Marvel Comics
Before he joined Marvel Comics, Isabella had many letters published in the company's comic book letter columns. He began his career at Marvel as an editorial assistant in 1972. He also served for a time as an editor for Curtis Magazines, Marvel's black-and-white magazine line.
As a writer, Isabella scripted Ghost Rider, It, the Living Colossus in Astonishing Tales, Luke Cage in Hero for Hire and Power Man, Tigra in Marvel Chillers, The Champions, and Captain America.
During his mid-1970s run on Ghost Rider, Isabella wrote a story arc in which Johnny Blaze became a Christian, and in doing so, freed himself of the curse. In May 2007, Isabella said, "I’d written a story wherein, couched in mildly subtle terms, Blaze accepted Jesus as his savior and freed himself from Satan’s power forever."
"CCM Sightings" said on the subject, "According to Isabella’s account, the story arc took two years to unfold, and was approved by several editors. But when the story reached the big twist ... and a certain mysterious drifter was going to be revealed as Jesus Christ ... an assistant editor 'took offense' and intercepted the issue right as it was about to go to the printer and completely rewrote the story." Isabella says, "To this day, I consider what he did to my story one of the three most arrogant and wrong-headed actions I’ve ever seen from an editor."
DC Comics
For DC Comics, Isabella worked as a writer and story editor but is mainly known for his creation of Black Lightning, writing both the character's short-lived 1970s and 1990s series.
Isabella, along with artist Richard Howell, also produced the "Shadow War of Hawkman" mini-series, which ended up becoming the final, pre-Hawkworld reboot story involving the characters of Hawkman and Hawkwoman.
Justice Machine
In 1987, Tony Isabella began writing the Justice Machine series for Comico, co-plotting with series creator and penciller Mike Gustovich. The new series picked up from the end of the Bill Willingham/Gustovich written limited series Justice Machine featuring the Elementals, which re-booted the series' continuity from the older Noble Comics/Texas Comics-published original series. The on-going book became one of Comico's best-selling series, selling upwards of 70,000 copies of each issue at its peak. Isabella wrote the first 11 issues of the Comico series before moving on to other projects.

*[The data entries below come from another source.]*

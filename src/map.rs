// This Source Code Form is subject to the terms of the Mozilla Public
// License, v. 2.0. If a copy of the MPL was not distributed with this
// file, You can obtain one at http://mozilla.org/MPL/2.0/.

//! The symmetric map.
//!
//! Field and Golubitsky's icons come from iterating a polynomial map
//! of the complex plane that commutes with rotation by 2π/n (and,
//! when ω is zero, with reflection across the real axis).  Whatever
//! point we feed it, the orbit of that point rotated by 2π/n is the
//! unrotated orbit turned by 2π/n, so the attractor it traces has
//! exact n-fold symmetry.
//!
//! With `r = |z|²` the map is
//!
//! ```text
//! z' = (λ + α·r + β·Re(zⁿ) + δ·Re((z/|z|)ⁿᵖ)·|z| + iω)·z + γ·conj(zⁿ⁻¹)
//! ```
//!
//! The δ term layers an independent n·p-fold rotational perturbation
//! on top of the basic map.

use num::Complex;

use crate::errors::ConfigurationError;

/// The coefficients of the map.  These never change for the lifetime
/// of a map.
#[derive(Copy, Clone, Debug, PartialEq)]
pub struct MapParameters {
    /// Linear scale.
    pub lambda: f64,
    /// Weight of the squared magnitude.
    pub alpha: f64,
    /// Weight of Re(zⁿ).
    pub beta: f64,
    /// Weight of the conjugate power conj(zⁿ⁻¹).
    pub gamma: f64,
    /// Weight of the n·p-fold perturbation.
    pub delta: f64,
    /// Rotation applied every step.
    pub omega: f64,
    /// Symmetry order.
    pub n: u32,
    /// Secondary rotation multiplier for the δ term.
    pub p: u32,
}

impl MapParameters {
    /// Checks that the parameters describe a map with dihedral
    /// symmetry and a δ rotation order that fits in a `u32`.
    pub fn validate(&self) -> Result<(), ConfigurationError> {
        if self.n < 3 {
            return Err(ConfigurationError::SymmetryOrder { n: self.n });
        }
        if self.n.checked_mul(self.p).is_none() {
            return Err(ConfigurationError::RotationOrder {
                n: self.n,
                p: self.p,
            });
        }
        Ok(())
    }
}

/// A single step of the symmetric map.
#[derive(Debug, Clone)]
pub struct SymmetricMap {
    params: MapParameters,
}

impl SymmetricMap {
    /// Builds the map, refusing parameter sets without the required
    /// symmetry order.
    pub fn new(params: MapParameters) -> Result<SymmetricMap, ConfigurationError> {
        params.validate()?;
        Ok(SymmetricMap { params })
    }

    /// Advance a point by one step.
    ///
    /// This is a pure function.  Points that have escaped to infinity
    /// come back as infinities or NaNs; it's up to the caller to drop
    /// them.
    pub fn iterate(&self, z: Complex<f64>) -> Complex<f64> {
        let params = &self.params;
        let r = z.norm_sqr();

        // zⁿ⁻¹ by repeated multiplication.
        let mut zn1 = z;
        for _ in 0..params.n - 2 {
            zn1 = zn1 * z;
        }
        let zn_re = (z * zn1).re;

        let extra = if params.delta != 0.0 {
            self.perturbation(z, r.sqrt())
        } else {
            0.0
        };

        let scale = params.lambda + params.alpha * r + params.beta * zn_re + params.delta * extra;
        Complex::new(
            scale * z.re + params.gamma * zn1.re - params.omega * z.im,
            scale * z.im - params.gamma * zn1.im + params.omega * z.re,
        )
    }

    // Re((z/|z|)^(n·p))·|z|.  The unit vector is undefined at the
    // origin, where the term is skipped.
    fn perturbation(&self, z: Complex<f64>, zabs: f64) -> f64 {
        if zabs == 0.0 {
            return 0.0;
        }
        let e = z / zabs;
        let mut acc = Complex::new(1.0, 0.0);
        for _ in 0..self.params.n * self.params.p {
            acc = e * acc;
        }
        acc.re * zabs
    }

    /// The orbit of `seed`, not including the seed itself.
    pub fn orbit(&self, seed: Complex<f64>) -> Orbit<'_> {
        Orbit { map: self, z: seed }
    }
}

/// An endless iterator over the successive points of an orbit.
pub struct Orbit<'a> {
    map: &'a SymmetricMap,
    z: Complex<f64>,
}

impl<'a> Iterator for Orbit<'a> {
    type Item = Complex<f64>;

    fn next(&mut self) -> Option<Complex<f64>> {
        self.z = self.map.iterate(self.z);
        Some(self.z)
    }
}
// This Source Code Form is subject to the terms of the Mozilla Public
// License, v. 2.0. If a copy of the MPL was not distributed with this
// file, You can obtain one at http://mozilla.org/MPL/2.0/.

//! Named parameter sets, read from a JSON catalog keyed by name.

use serde::Deserialize;
use std::collections::BTreeMap;
use std::fs::File;
use std::io::BufReader;
use std::path::Path;
use std::str::FromStr;

use crate::errors::DatasetError;
use crate::map::MapParameters;
use crate::palette::ControlPoint;
use crate::render::RunConfig;

fn default_p() -> u32 {
    1
}

/// One icon: the map coefficients, how much of the plane to show, and
/// the gradient to color it with.
#[derive(Clone, Debug, PartialEq, Deserialize)]
pub struct Dataset {
    /// See `MapParameters::lambda`.
    pub lambda: f64,
    /// See `MapParameters::alpha`.
    pub alpha: f64,
    /// See `MapParameters::beta`.
    pub beta: f64,
    /// See `MapParameters::gamma`.
    pub gamma: f64,
    /// See `MapParameters::delta`.
    #[serde(default)]
    pub delta: f64,
    /// See `MapParameters::omega`.
    #[serde(default)]
    pub omega: f64,
    /// Symmetry order.
    pub n: u32,
    /// See `MapParameters::p`.
    #[serde(default = "default_p")]
    pub p: u32,
    /// Side of the plotted square.
    pub extent: f64,
    /// Gradient anchors, each `[position, r, g, b]`.
    pub palette: Vec<ControlPoint>,
}

impl Dataset {
    /// The map coefficients.
    pub fn parameters(&self) -> MapParameters {
        MapParameters {
            lambda: self.lambda,
            alpha: self.alpha,
            beta: self.beta,
            gamma: self.gamma,
            delta: self.delta,
            omega: self.omega,
            n: self.n,
            p: self.p,
        }
    }

    /// The gradient anchors.
    pub fn control_points(&self) -> &[ControlPoint] {
        &self.palette
    }

    /// A run of this dataset with the default run settings.
    pub fn run_config(&self) -> RunConfig {
        RunConfig::new(self.parameters(), self.extent, self.palette.clone())
    }
}

/// Datasets by name.
#[derive(Clone, Debug, Default, Deserialize)]
#[serde(transparent)]
pub struct DatasetCatalog {
    datasets: BTreeMap<String, Dataset>,
}

impl DatasetCatalog {
    /// Read a catalog from a JSON file.
    pub fn load<P: AsRef<Path>>(path: P) -> Result<DatasetCatalog, DatasetError> {
        let file = File::open(path)?;
        Ok(serde_json::from_reader(BufReader::new(file))?)
    }

    /// Look a dataset up by name.
    pub fn get(&self, name: &str) -> Result<&Dataset, DatasetError> {
        self.datasets
            .get(name)
            .ok_or_else(|| DatasetError::UnknownDataset {
                name: name.to_string(),
            })
    }

    /// Every dataset name, sorted.
    pub fn names(&self) -> Vec<&str> {
        self.datasets.keys().map(|k| k.as_str()).collect()
    }

    /// Every dataset, sorted by name.
    pub fn iter(&self) -> impl Iterator<Item = (&str, &Dataset)> + '_ {
        self.datasets.iter().map(|(k, v)| (k.as_str(), v))
    }

    /// Number of datasets.
    pub fn len(&self) -> usize {
        self.datasets.len()
    }

    /// True if there are no datasets.
    pub fn is_empty(&self) -> bool {
        self.datasets.is_empty()
    }
}

impl FromStr for DatasetCatalog {
    type Err = DatasetError;

    fn from_str(s: &str) -> Result<DatasetCatalog, DatasetError> {
        Ok(serde_json::from_str(s)?)
    }
}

In 1990, Isabella returned to the characters to write the series for Innovation Comics, with Gustovich pencilling once more. Gustovich editorialized that Isabella was the best writer (others including Bill Messner-Loebs and Doug Murray) Justice Machine had ever had.
"Tony's Tips"
Isabella wrote the Comics Buyer's Guide column Tony's Tips for over a decade. The last column was June 22, 2010. The column continues as a regular online column/blog called Tony's Online Tips.
Other work
Isabella is the co-author (with his fellow Comics Buyer's Guide columnist Bob Ingersoll) of the short story If Wishes Were Horses... (which was published in The Ultimate Super Villains, ISBN 1-57297-113-4, in 1996) and the novels Captain America: Liberty's Torch (1998 ISBN 0-425-16619-8) and Star Trek: The Case Of The Colonist's Corpse (A Sam Cogley Mystery) (2003, ISBN 0-7434-6497-4).
He has also recently worked on translating foreign-language Disney comics and revamping the wording for the U.S. (such as Walt Disney's Uncle Scrooge #354).
Isabella recently announced in his column that he plans on doing new comic book writing, for Heroic Publishing, probably working on that company's superheroine Tigress (not to be confused with the Marvel superheroine Tigra, mentioned above, or the DC characters).
During the 1980s, Tony Isabella operated Cosmic Comics, a comic book shop in the Colonial Arcade in Downtown Cleveland, Ohio, started by Mark Stueve in 1976.